**Description of the task:**
Below are some records. Copy every line in them that holds "write".
─── Input data ───
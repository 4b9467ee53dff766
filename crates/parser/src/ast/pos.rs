//! Source positions.
//!
//! Every AST node carries a [`Pos`]. Positions are file/line/column records
//! rather than byte ranges because the base-environment build merges several
//! source files into one tree, and diagnostics must keep pointing at the
//! file the node came from.

use std::fmt;
use std::sync::Arc;

/// A source position: file, 1-based line, 1-based column.
#[derive(Debug, Clone, PartialEq, Eq, Hash)]
pub struct Pos {
    pub file: Arc<str>,
    pub line: u32,
    pub column: u32,
}

impl Pos {
    pub fn new(file: Arc<str>, line: u32, column: u32) -> Self {
        Pos { file, line, column }
    }

    /// Position of compiler-generated nodes.
    pub fn none() -> Self {
        Pos {
            file: Arc::from(""),
            line: 0,
            column: 0,
        }
    }

    /// True for positions created with [`Pos::none`].
    pub fn is_none(&self) -> bool {
        self.line == 0
    }
}

impl fmt::Display for Pos {
    fn fmt(&self, f: &mut fmt::Formatter<'_>) -> fmt::Result {
        if self.is_none() {
            write!(f, "<generated>")
        } else {
            write!(f, "{}:{}:{}", self.file, self.line, self.column)
        }
    }
}

#[cfg(test)]
mod tests {
    use super::*;

    #[test]
    fn test_display() {
        let pos = Pos::new(Arc::from("Foo.oz"), 3, 7);
        assert_eq!(pos.to_string(), "Foo.oz:3:7");
    }

    #[test]
    fn test_none_is_none() {
        assert!(Pos::none().is_none());
        assert!(!Pos::new(Arc::from("x"), 1, 1).is_none());
    }
}
// SPDX-License-Identifier: MPL-2.0
//! Error types shared by the notification manager and its configuration layer.
//!
//! Lifecycle races (closing an id that is already gone, a timer firing after a
//! user click) are not errors and never surface here. Only programmer errors
//! and I/O around the configuration file do.

use thiserror::Error;

#[derive(Debug, Clone, PartialEq, Eq, Error)]
pub enum Error {
    /// A notification or manager configuration failed validation.
    #[error("Invalid configuration: {0}")]
    InvalidConfig(String),

    /// The timer scheduler was created outside of a tokio runtime.
    #[error("No tokio runtime available to drive notification timers")]
    NoRuntime,

    #[error("I/O Error: {0}")]
    Io(String),

    /// The configuration file could not be parsed.
    #[error("Config Error: {0}")]
    ConfigParse(String),

    /// The configuration could not be serialized back to TOML.
    #[error("Config Error: {0}")]
    ConfigSerialize(String),
}

impl Error {
    /// Shorthand for building an [`Error::InvalidConfig`].
    pub(crate) fn invalid_config(reason: impl Into<String>) -> Self {
        Error::InvalidConfig(reason.into())
    }
}

impl From<std::io::Error> for Error {
    fn from(err: std::io::Error) -> Self {
        Error::Io(err.to_string())
    }
}

impl From<toml::de::Error> for Error {
    fn from(err: toml::de::Error) -> Self {
        Error::ConfigParse(err.to_string())
    }
}

impl From<toml::ser::Error> for Error {
    fn from(err: toml::ser::Error) -> Self {
        Error::ConfigSerialize(err.to_string())
    }
}

pub type Result<T> = std::result::Result<T, Error>;
// SPDX-License-Identifier: MPL-2.0
//! `toast_manager` keeps track of transient toast notifications.
//!
//! It opens notifications, coalesces repeated ones by key, dismisses them on
//! a timer and publishes ordered snapshots to whatever renders them. Painting
//! is left to the caller.

#![doc(html_root_url = "https://docs.rs/toast_manager/0.1.0")]

pub mod config;
pub mod error;
pub mod notifications;

pub use error::{Error, Result};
───
**Response:**
            write!(f, "<generated>")
            write!(f, "{}:{}:{}", self.file, self.line, self.column)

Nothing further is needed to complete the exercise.